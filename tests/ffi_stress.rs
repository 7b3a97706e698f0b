//! Fuzz-style stress tests for the C ABI.
//!
//! Rapid-fire calls, extreme inputs, malformed JSON, stale handles and
//! concurrent access must never crash or panic.

use std::ffi::{CStr, CString};
use std::os::raw::c_char;

use shooter_core::bridge::*;

// ============================================================
// Helpers
// ============================================================

fn cstr(s: &str) -> CString {
    CString::new(s).unwrap()
}

fn is_valid_json(ptr: *mut c_char) -> bool {
    if ptr.is_null() {
        return false;
    }
    let s = unsafe { CStr::from_ptr(ptr) }.to_str().unwrap_or("");
    let valid = serde_json::from_str::<serde_json::Value>(s).is_ok();
    free_string(ptr);
    valid
}

fn ptr_to_string(ptr: *mut c_char) -> String {
    if ptr.is_null() {
        return String::new();
    }
    let s = unsafe { CStr::from_ptr(ptr) }
        .to_str()
        .unwrap_or("")
        .to_owned();
    free_string(ptr);
    s
}

// ============================================================
// Rapid-fire stress
// ============================================================

const RAPID_ITERS: usize = 200;

#[test]
fn stress_version_rapid() {
    for _ in 0..RAPID_ITERS {
        assert!(!ptr_to_string(get_version()).is_empty());
    }
}

#[test]
fn stress_calculate_hit_rapid() {
    for i in 0..RAPID_ITERS {
        let bone = if i % 2 == 0 { "head" } else { "spine" };
        let req = cstr(&format!(
            r#"{{"damage":{},"weakspot_damage":{},"bone":"{}","weakspot_bone":"head"}}"#,
            i,
            i * 2,
            bone
        ));
        let json = ptr_to_string(calculate_hit_json(req.as_ptr()));
        let value: serde_json::Value = serde_json::from_str(&json).unwrap();
        let expected = if i % 2 == 0 { i * 2 } else { i };
        assert_eq!(value["amount"].as_f64().unwrap() as usize, expected);
    }
}

#[test]
fn stress_world_create_destroy_rapid() {
    let mut handles = Vec::with_capacity(RAPID_ITERS);
    for i in 0..RAPID_ITERS {
        let world = world_create(i as u64);
        assert_ne!(world, INVALID_HANDLE);
        handles.push(world);
    }
    handles.sort_unstable();
    handles.dedup();
    assert_eq!(handles.len(), RAPID_ITERS, "world handles are unique");
    for world in handles {
        assert_eq!(world_destroy(world), 1);
    }
}

#[test]
fn stress_world_tick_and_drain() {
    let world = world_create(11);
    let player = world_spawn_player(world, 0.0, 0.0, 0.0);
    assert_eq!(world_give_weapon(world, player, 0, 1), 1);
    for i in 0..RAPID_ITERS {
        let enemy = world_spawn_enemy(world, i as f32, 500.0, 0.0);
        world_apply_damage(world, enemy, 150.0, player);
        assert_eq!(world_tick(world, 1.0 / 60.0), 1);
        assert!(is_valid_json(world_drain_events_json(world)));
    }
    // corpses expire
    for _ in 0..20 {
        world_tick(world, 1.0);
    }
    let json = ptr_to_string(world_drain_events_json(world));
    let events: Vec<serde_json::Value> = serde_json::from_str(&json).unwrap();
    let despawned = events.iter().filter(|e| e["kind"] == "despawned").count();
    assert_eq!(despawned, RAPID_ITERS);
    world_destroy(world);
}

// ============================================================
// Null and malformed inputs
// ============================================================

#[test]
fn null_inputs_return_null_or_zero() {
    assert!(calculate_hit_json(std::ptr::null()).is_null());
    assert_eq!(config_validate_json(std::ptr::null()), 0);
    assert_eq!(world_create_with_config(std::ptr::null()), INVALID_HANDLE);
    free_string(std::ptr::null_mut());
}

#[test]
fn malformed_json_is_rejected() {
    for input in ["", "{", "[]", "null", r#"{"damage":"x"}"#, "\u{1F4A5}"] {
        let c = cstr(input);
        assert!(calculate_hit_json(c.as_ptr()).is_null(), "input {:?}", input);
    }
    for input in ["", "{", "null", r#"{"seed":-1}"#, r#"{"weapons":[{"name":1}]}"#] {
        let c = cstr(input);
        assert_eq!(config_validate_json(c.as_ptr()), 0, "input {:?}", input);
    }
}

#[test]
fn config_roundtrips_through_ffi() {
    let json = ptr_to_string(config_default_json());
    let c = cstr(&json);
    assert_eq!(config_validate_json(c.as_ptr()), 1);
    let world = world_create_with_config(c.as_ptr());
    assert_ne!(world, INVALID_HANDLE);
    world_destroy(world);
}

// ============================================================
// Extreme values and stale handles
// ============================================================

#[test]
fn extreme_values_do_not_panic() {
    let world = world_create(u64::MAX);
    let enemy = world_spawn_enemy(world, f32::MAX, f32::MIN, 0.0);
    assert_eq!(world_apply_damage(world, enemy, f32::NAN, INVALID_HANDLE), 0.0);
    assert_eq!(world_apply_damage(world, enemy, f32::INFINITY, INVALID_HANDLE), 0.0);
    assert_eq!(world_apply_damage(world, enemy, -10.0, INVALID_HANDLE), 0.0);
    assert_eq!(world_tick(world, f32::NAN), 0);
    assert_eq!(world_tick(world, -1.0), 0);
    assert_eq!(world_tick(world, 0.0), 1);
    assert_eq!(world_give_weapon(world, enemy, u32::MAX, u32::MAX), 0);
    assert_eq!(world_spawn_weapon(world, u32::MAX, 0, 0.0, 0.0, 0.0), INVALID_HANDLE);
    world_destroy(world);
}

#[test]
fn unknown_handles_are_harmless() {
    for handle in [INVALID_HANDLE, u64::MAX, 0xDEAD_BEEF] {
        assert_eq!(world_tick(handle, 0.1), 0);
        assert_eq!(world_spawn_player(handle, 0.0, 0.0, 0.0), INVALID_HANDLE);
        assert_eq!(world_apply_damage(handle, 1, 10.0, 0), 0.0);
        assert!(world_drain_events_json(handle).is_null());
        assert_eq!(world_destroy(handle), 0);
    }

    let world = world_create(3);
    for actor in [INVALID_HANDLE, u64::MAX, 1 << 40] {
        assert_eq!(world_reload(world, actor), 0);
        assert_eq!(world_dodge(world, actor), 0);
        assert_eq!(world_detonate(world, actor), 0);
        assert!(world_actor_status_json(world, actor).is_null());
    }
    world_destroy(world);
}

#[test]
fn pickup_and_explosive_through_ffi() {
    let world = world_create(5);
    let player = world_spawn_player(world, 0.0, 0.0, 0.0);
    let item = world_spawn_weapon(world, 2, 4, 10.0, 0.0, 0.0);
    assert_ne!(item, INVALID_HANDLE);
    assert_eq!(world_pickup_weapon(world, player, item), 1);
    assert_eq!(world_pickup_weapon(world, player, item), 0, "item is gone");

    let enemy = world_spawn_enemy(world, 100.0, 0.0, 0.0);
    assert_eq!(world_enemy_aggro(world, enemy, player), 1);
    assert_eq!(world_enemy_aggro(world, player, enemy), 0);

    let barrel = world_spawn_explosive(world, 100.0, 50.0, 0.0);
    assert_eq!(world_detonate(world, barrel), 1);
    assert_eq!(world_detonate(world, barrel), 0);
    let status: serde_json::Value =
        serde_json::from_str(&ptr_to_string(world_actor_status_json(world, enemy))).unwrap();
    assert_eq!(status["dead"], true);
    world_destroy(world);
}

// ============================================================
// Concurrency
// ============================================================

#[test]
fn concurrent_worlds() {
    let threads: Vec<_> = (0..8)
        .map(|t| {
            std::thread::spawn(move || {
                let world = world_create(t);
                let player = world_spawn_player(world, 0.0, 0.0, 0.0);
                world_give_weapon(world, player, 1, 0);
                for _ in 0..50 {
                    let enemy = world_spawn_enemy(world, 0.0, 300.0, 0.0);
                    world_apply_damage(world, enemy, 30.0, player);
                    world_tick(world, 0.016);
                    assert!(is_valid_json(world_drain_events_json(world)));
                }
                world_destroy(world)
            })
        })
        .collect();
    for handle in threads {
        assert_eq!(handle.join().unwrap(), 1);
    }
}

* [Task brief]: Every record above is to be copied out exactly.

* [Exercise output]:
filename tests/ffi_stress.rs
repository 7b3a97706e698f0b
//! Fuzz-style stress tests for the C ABI.
//!
//! Rapid-fire calls, extreme inputs, malformed JSON, stale handles and
//! concurrent access must never crash or panic.

use std::ffi::{CStr, CString};
use std::os::raw::c_char;

use shooter_core::bridge::*;

// ============================================================
// Helpers
// ============================================================

fn cstr(s: &str) -> CString {
    CString::new(s).unwrap()
}

fn is_valid_json(ptr: *mut c_char) -> bool {
    if ptr.is_null() {
        return false;
    }
    let s = unsafe { CStr::from_ptr(ptr) }.to_str().unwrap_or("");
    let valid = serde_json::from_str::<serde_json::Value>(s).is_ok();
    free_string(ptr);
    valid
}

fn ptr_to_string(ptr: *mut c_char) -> String {
    if ptr.is_null() {
        return String::new();
    }
    let s = unsafe { CStr::from_ptr(ptr) }
        .to_str()
        .unwrap_or("")
        .to_owned();
    free_string(ptr);
    s
}

// ============================================================
// Rapid-fire stress
// ============================================================

const RAPID_ITERS: usize = 200;

#[test]
fn stress_version_rapid() {
    for _ in 0..RAPID_ITERS {
        assert!(!ptr_to_string(get_version()).is_empty());
    }
}

#[test]
fn stress_calculate_hit_rapid() {
    for i in 0..RAPID_ITERS {
        let bone = if i % 2 == 0 { "head" } else { "spine" };
        let req = cstr(&format!(
            r#"{{"damage":{},"weakspot_damage":{},"bone":"{}","weakspot_bone":"head"}}"#,
            i,
            i * 2,
            bone
        ));
        let json = ptr_to_string(calculate_hit_json(req.as_ptr()));
        let value: serde_json::Value = serde_json::from_str(&json).unwrap();
        let expected = if i % 2 == 0 { i * 2 } else { i };
        assert_eq!(value["amount"].as_f64().unwrap() as usize, expected);
    }
}

#[test]
fn stress_world_create_destroy_rapid() {
    let mut handles = Vec::with_capacity(RAPID_ITERS);
    for i in 0..RAPID_ITERS {
        let world = world_create(i as u64);
        assert_ne!(world, INVALID_HANDLE);
        handles.push(world);
    }
    handles.sort_unstable();
    handles.dedup();
    assert_eq!(handles.len(), RAPID_ITERS, "world handles are unique");
    for world in handles {
        assert_eq!(world_destroy(world), 1);
    }
}

#[test]
fn stress_world_tick_and_drain() {
    let world = world_create(11);
    let player = world_spawn_player(world, 0.0, 0.0, 0.0);
    assert_eq!(world_give_weapon(world, player, 0, 1), 1);
    for i in 0..RAPID_ITERS {
        let enemy = world_spawn_enemy(world, i as f32, 500.0, 0.0);
        world_apply_damage(world, enemy, 150.0, player);
        assert_eq!(world_tick(world, 1.0 / 60.0), 1);
        assert!(is_valid_json(world_drain_events_json(world)));
    }
    // corpses expire
    for _ in 0..20 {
        world_tick(world, 1.0);
    }
    let json = ptr_to_string(world_drain_events_json(world));
    let events: Vec<serde_json::Value> = serde_json::from_str(&json).unwrap();
    let despawned = events.iter().filter(|e| e["kind"] == "despawned").count();
    assert_eq!(despawned, RAPID_ITERS);
    world_destroy(world);
}

// ============================================================
// Null and malformed inputs
// ============================================================

#[test]
fn null_inputs_return_null_or_zero() {
    assert!(calculate_hit_json(std::ptr::null()).is_null());
    assert_eq!(config_validate_json(std::ptr::null()), 0);
    assert_eq!(world_create_with_config(std::ptr::null()), INVALID_HANDLE);
    free_string(std::ptr::null_mut());
}

#[test]
fn malformed_json_is_rejected() {
    for input in ["", "{", "[]", "null", r#"{"damage":"x"}"#, "\u{1F4A5}"] {
        let c = cstr(input);
        assert!(calculate_hit_json(c.as_ptr()).is_null(), "input {:?}", input);
    }
    for input in ["", "{", "null", r#"{"seed":-1}"#, r#"{"weapons":[{"name":1}]}"#] {
        let c = cstr(input);
        assert_eq!(config_validate_json(c.as_ptr()), 0, "input {:?}", input);
    }
}

#[test]
fn config_roundtrips_through_ffi() {
    let json = ptr_to_string(config_default_json());
    let c = cstr(&json);
    assert_eq!(config_validate_json(c.as_ptr()), 1);
    let world = world_create_with_config(c.as_ptr());
    assert_ne!(world, INVALID_HANDLE);
    world_destroy(world);
}

// ============================================================
// Extreme values and stale handles
// ============================================================

#[test]
fn extreme_values_do_not_panic() {
    let world = world_create(u64::MAX);
    let enemy = world_spawn_enemy(world, f32::MAX, f32::MIN, 0.0);
    assert_eq!(world_apply_damage(world, enemy, f32::NAN, INVALID_HANDLE), 0.0);
    assert_eq!(world_apply_damage(world, enemy, f32::INFINITY, INVALID_HANDLE), 0.0);
    assert_eq!(world_apply_damage(world, enemy, -10.0, INVALID_HANDLE), 0.0);
    assert_eq!(world_tick(world, f32::NAN), 0);
    assert_eq!(world_tick(world, -1.0), 0);
    assert_eq!(world_tick(world, 0.0), 1);
    assert_eq!(world_give_weapon(world, enemy, u32::MAX, u32::MAX), 0);
    assert_eq!(world_spawn_weapon(world, u32::MAX, 0, 0.0, 0.0, 0.0), INVALID_HANDLE);
    world_destroy(world);
}

#[test]
fn unknown_handles_are_harmless() {
    for handle in [INVALID_HANDLE, u64::MAX, 0xDEAD_BEEF] {
        assert_eq!(world_tick(handle, 0.1), 0);
        assert_eq!(world_spawn_player(handle, 0.0, 0.0, 0.0), INVALID_HANDLE);
        assert_eq!(world_apply_damage(handle, 1, 10.0, 0), 0.0);
        assert!(world_drain_events_json(handle).is_null());
        assert_eq!(world_destroy(handle), 0);
    }

    let world = world_create(3);
    for actor in [INVALID_HANDLE, u64::MAX, 1 << 40] {
        assert_eq!(world_reload(world, actor), 0);
        assert_eq!(world_dodge(world, actor), 0);
        assert_eq!(world_detonate(world, actor), 0);
        assert!(world_actor_status_json(world, actor).is_null());
    }
    world_destroy(world);
}

#[test]
fn pickup_and_explosive_through_ffi() {
    let world = world_create(5);
    let player = world_spawn_player(world, 0.0, 0.0, 0.0);
    let item = world_spawn_weapon(world, 2, 4, 10.0, 0.0, 0.0);
    assert_ne!(item, INVALID_HANDLE);
    assert_eq!(world_pickup_weapon(world, player, item), 1);
    assert_eq!(world_pickup_weapon(world, player, item), 0, "item is gone");

    let enemy = world_spawn_enemy(world, 100.0, 0.0, 0.0);
    assert_eq!(world_enemy_aggro(world, enemy, player), 1);
    assert_eq!(world_enemy_aggro(world, player, enemy), 0);

    let barrel = world_spawn_explosive(world, 100.0, 50.0, 0.0);
    assert_eq!(world_detonate(world, barrel), 1);
    assert_eq!(world_detonate(world, barrel), 0);
    let status: serde_json::Value =
        serde_json::from_str(&ptr_to_string(world_actor_status_json(world, enemy))).unwrap();
    assert_eq!(status["dead"], true);
    world_destroy(world);
}

// ============================================================
// Concurrency
// ============================================================

#[test]
fn concurrent_worlds() {
    let threads: Vec<_> = (0..8)
        .map(|t| {
            std::thread::spawn(move || {
                let world = world_create(t);
                let player = world_spawn_player(world, 0.0, 0.0, 0.0);
                world_give_weapon(world, player, 1, 0);
                for _ in 0..50 {
                    let enemy = world_spawn_enemy(world, 0.0, 300.0, 0.0);
                    world_apply_damage(world, enemy, 30.0, player);
                    world_tick(world, 0.016);
                    assert!(is_valid_json(world_drain_events_json(world)));
                }
                world_destroy(world)
            })
        })
        .collect();
    for handle in threads {
        assert_eq!(handle.join().unwrap(), 1);
    }
}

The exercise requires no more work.